Assignment 06: Descriptive Statistics

For your first milestone, you harmonized two datasets to find patients in need of screening for kidney disease. That was an example of how you can use Python to make an impact - applying a formula to data to derive insight.

Using the same data, we can generate descriptive statistics and visualizations about the population to look for patterns.

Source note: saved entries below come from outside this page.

//! Cleaned multi-product loading.
//!
//! [`load_multi_clean`] fetches one or more products of a single sensor
//! family over a shared window, decodes each product's quality band,
//! masks invalid and negative samples and concatenates everything along
//! the time axis. [`load_dual_clean`] runs one load per family and can
//! fuse the two results across resolutions.

use serde::{Deserialize, Serialize};

use crate::core::harmonize::{harmonize, ResampleMode};
use crate::core::qa_mask;
use crate::cube::{Band, DataCube};
use crate::io::source::{CubeQuery, CubeSource, RawProduct};
use crate::types::{
    axis_bounds, CleanMask, CubeError, CubeResult, SensorFamily, TimeRange, QUALITY_BAND_NAMES,
};

/// Options for a single-family cleaned load
#[derive(Debug, Clone, Serialize, Deserialize)]
pub struct LoadRequest {
    /// Product identifiers, all of one sensor family (`ls*` or `s2*`)
    pub products: Vec<String>,
    pub time: TimeRange,
    /// Minimum and maximum longitude, degrees
    pub lon: (f64, f64),
    /// Minimum and maximum latitude, degrees
    pub lat: (f64, f64),
    /// Measurement bands to load; the family quality band is added to
    /// every query automatically
    pub measurements: Vec<String>,
    /// Remove time slices without any valid sample
    pub drop_empty_times: bool,
    /// Acceptable quality categories; `None` or empty selects the family
    /// default
    pub valid_categories: Option<Vec<u8>>,
}

impl LoadRequest {
    fn validate(&self) -> CubeResult<()> {
        if self.products.is_empty() {
            return Err(CubeError::Configuration(
                "at least one product id is required".to_string(),
            ));
        }
        if self.data_measurements().is_empty() {
            return Err(CubeError::Configuration(
                "at least one measurement band besides the quality band is required".to_string(),
            ));
        }
        Ok(())
    }

    /// Requested bands with any explicitly listed quality band stripped;
    /// the loader appends the right one per family itself.
    fn data_measurements(&self) -> Vec<String> {
        self.measurements
            .iter()
            .filter(|m| !QUALITY_BAND_NAMES.contains(&m.as_str()))
            .cloned()
            .collect()
    }
}

/// A cleaned cube plus the validity mask of its first measurement band
#[derive(Debug, Clone)]
pub struct CleanProduct {
    pub cube: DataCube,
    pub mask: CleanMask,
}

impl CleanProduct {
    fn from_cube(cube: DataCube) -> Self {
        let mask = cube.valid_mask();
        Self { cube, mask }
    }
}

/// Load and clean one or more products of a single sensor family.
///
/// Products yielding no data over the window are skipped with a warning;
/// if none yields data the result is `Ok(None)` and callers must check
/// for it. The returned cube is concatenated over products in request
/// order and sorted ascending by time (stable, ties keep request order).
pub fn load_multi_clean(
    source: &dyn CubeSource,
    request: &LoadRequest,
) -> CubeResult<Option<CleanProduct>> {
    request.validate()?;

    // Resolve and cross-check families before any fetch happens.
    let families = request
        .products
        .iter()
        .map(|p| SensorFamily::from_product_id(p))
        .collect::<CubeResult<Vec<_>>>()?;
    let family = families[0];
    if families.iter().any(|f| *f != family) {
        return Err(CubeError::Configuration(format!(
            "mixed sensor families in {:?}: load Landsat and Sentinel-2 products through load_dual_clean instead",
            request.products
        )));
    }

    let measurements = request.data_measurements();
    let mut combined: Option<DataCube> = None;

    for product in &request.products {
        let mut query_measurements = measurements.clone();
        query_measurements.push(family.quality_band().to_string());
        let query = CubeQuery {
            product: product.clone(),
            time: request.time,
            lon: request.lon,
            lat: request.lat,
            measurements: query_measurements,
        };

        let raw = match source.load(&query)? {
            Some(raw) => raw,
            None => {
                log::warn!(
                    "product {} returned no data over the requested window, skipping",
                    product
                );
                continue;
            }
        };

        let cleaned = clean_product(product, family, raw, request.valid_categories.as_deref())?;
        log::info!(
            "product {}: {} cleaned time slices over {} bands",
            product,
            cleaned.times().len(),
            cleaned.bands().len()
        );

        combined = Some(match combined {
            None => cleaned,
            Some(acc) => acc.concat_time(&cleaned)?,
        });
    }

    let cube = match combined {
        Some(cube) => cube,
        None => {
            log::warn!("no requested product yielded any data");
            return Ok(None);
        }
    };

    let cube = if request.drop_empty_times {
        cube.drop_empty_times()
    } else {
        cube
    };
    if cube.is_empty() {
        log::warn!("every time slice was dropped as empty");
        return Ok(None);
    }

    Ok(Some(CleanProduct::from_cube(cube.sorted_by_time())))
}

/// Decode one raw product's quality band and blank out invalid and
/// negative samples in every measurement band.
fn clean_product(
    product: &str,
    family: SensorFamily,
    raw: RawProduct,
    valid_categories: Option<&[u8]>,
) -> CubeResult<DataCube> {
    let quality = raw.quality.ok_or_else(|| {
        CubeError::Source(format!(
            "product {} response is missing its {} band",
            product,
            family.quality_band()
        ))
    })?;

    let mask = qa_mask::clean_mask(family, &quality.codes, valid_categories)?;

    let mut bands = Vec::with_capacity(raw.bands.len());
    for band in raw.bands {
        if QUALITY_BAND_NAMES.contains(&band.name.as_str()) {
            continue;
        }
        if band.values.dim() != quality.codes.dim() {
            return Err(CubeError::Source(format!(
                "product {} band \"{}\" has shape {:?} but its quality band has {:?}",
                product,
                band.name,
                band.values.dim(),
                quality.codes.dim()
            )));
        }
        let mut values = band.values;
        for (v, &ok) in values.iter_mut().zip(mask.iter()) {
            if !ok || *v < 0.0 {
                *v = f32::NAN;
            }
        }
        bands.push(Band::new(band.name, values));
    }

    DataCube::new(raw.times, raw.latitudes, raw.longitudes, bands)
}

/// Options for a dual-family cleaned load
#[derive(Debug, Clone, Serialize, Deserialize)]
pub struct DualLoadRequest {
    /// Product identifiers; both families must be present
    pub products: Vec<String>,
    pub time: TimeRange,
    pub lon: (f64, f64),
    pub lat: (f64, f64),
    pub measurements: Vec<String>,
    /// When set, fuse the two families across resolutions into a single
    /// combined product
    pub resample: Option<ResampleMode>,
    pub drop_empty_times: bool,
    pub landsat_categories: Option<Vec<u8>>,
    pub sentinel2_categories: Option<Vec<u8>>,
}

/// Result of a dual-family load: either the two cleaned products side by
/// side, or a single fused product when resampling was requested
#[derive(Debug, Clone)]
pub struct DualCleanOutput {
    pub landsat: Option<CleanProduct>,
    pub sentinel2: Option<CleanProduct>,
    pub fused: Option<CleanProduct>,
}

/// Load, clean and optionally fuse a mix of Landsat and Sentinel-2
/// products.
///
/// Landsat loads first; the Sentinel-2 window is then derived from the
/// Landsat result grid so the ratio-3 grids overlay pixel borders. If one
/// family comes back empty, fusion is skipped with a warning and the
/// other side is returned on its own.
pub fn load_dual_clean(
    source: &dyn CubeSource,
    request: &DualLoadRequest,
) -> CubeResult<DualCleanOutput> {
    let mut landsat_products = Vec::new();
    let mut sentinel2_products = Vec::new();
    for product in &request.products {
        match SensorFamily::from_product_id(product)? {
            SensorFamily::Landsat => landsat_products.push(product.clone()),
            SensorFamily::Sentinel2 => sentinel2_products.push(product.clone()),
        }
    }
    if landsat_products.is_empty() || sentinel2_products.is_empty() {
        return Err(CubeError::Configuration(
            "a mix of Landsat and Sentinel-2 products is required here; use load_multi_clean for a single family"
                .to_string(),
        ));
    }

    let landsat = load_multi_clean(
        source,
        &LoadRequest {
            products: landsat_products,
            time: request.time,
            lon: request.lon,
            lat: request.lat,
            measurements: request.measurements.clone(),
            drop_empty_times: request.drop_empty_times,
            valid_categories: request.landsat_categories.clone(),
        },
    )?;

    // Pin the Sentinel-2 window to the Landsat grid so both loads cover
    // the same footprint at the finer pitch.
    let (lon, lat) = match &landsat {
        Some(product) => derived_window(&product.cube),
        None => {
            log::warn!("Landsat side is empty, keeping the caller's window for Sentinel-2");
            (request.lon, request.lat)
        }
    };

    let sentinel2 = load_multi_clean(
        source,
        &LoadRequest {
            products: sentinel2_products,
            time: request.time,
            lon,
            lat,
            measurements: request.measurements.clone(),
            drop_empty_times: request.drop_empty_times,
            valid_categories: request.sentinel2_categories.clone(),
        },
    )?;

    if let Some(mode) = request.resample {
        if let (Some(coarse), Some(fine)) = (&landsat, &sentinel2) {
            let fused = harmonize(&coarse.cube, &fine.cube, mode)?;
            return Ok(DualCleanOutput {
                landsat: None,
                sentinel2: None,
                fused: Some(CleanProduct::from_cube(fused)),
            });
        }
        log::warn!("one sensor family returned no data, skipping {} resampling", mode);
    }

    Ok(DualCleanOutput {
        landsat,
        sentinel2,
        fused: None,
    })
}

/// Query window derived from a result grid: its coordinate span padded by
/// a third of the pixel pitch on each side.
fn derived_window(cube: &DataCube) -> ((f64, f64), (f64, f64)) {
    let (min_lon, max_lon) = axis_bounds(cube.longitudes());
    let (min_lat, max_lat) = axis_bounds(cube.latitudes());
    let res_x = (max_lon - min_lon) / cube.longitudes().len() as f64;
    let res_y = (max_lat - min_lat) / cube.latitudes().len() as f64;
    (
        (min_lon - res_x / 3.0, max_lon + res_x / 3.0),
        (min_lat - res_y / 3.0, max_lat + res_y / 3.0),
    )
}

Disclaimer: The data we are analyzing is randomly generated and contains no real patient data or true data patterns.

Acceptance Criteria

Part One: Minor Refactor

Using your Milestone 01 script as a starting point, refactor your script in two ways:

Instead of pulling from your local filesystem, pull the data from the web.
- https://ils.unc.edu/courses/2024_fall/chip490_335/patient_demographics.csv
- https://ils.unc.edu/courses/2024_fall/chip490_335/cmp.json
Convert your final output to a Pandas DataFrame.
The final output dataframe should include the following for each patient:
- Patient Age
- Patient Height
- Patient Weight
- Patient BMI (see the BMI Formula here)
- Patient Sex
- Patient eGFR

Part Two: Descriptive Statistics

Create a Jupyter Notebook that provides the following analysis about the output population (with eGFR <= 65):

A table or tables listing descriptive statistics for age, height, and weight.
A bar chart showing the average eGFR for each BMI category described here.
A scatter plot using patient age for the X axis and patient eGFR for the Y axis.
A pie chart using patient sex.

Deliverable

Upload a .zip file containing your script(s), notebooks, and requirements.txt file to Canvas named descriptive-stats-onyen.zip where onyen is your onyen. Make sure you include a notebook named main.ipynb that I will run to see your results.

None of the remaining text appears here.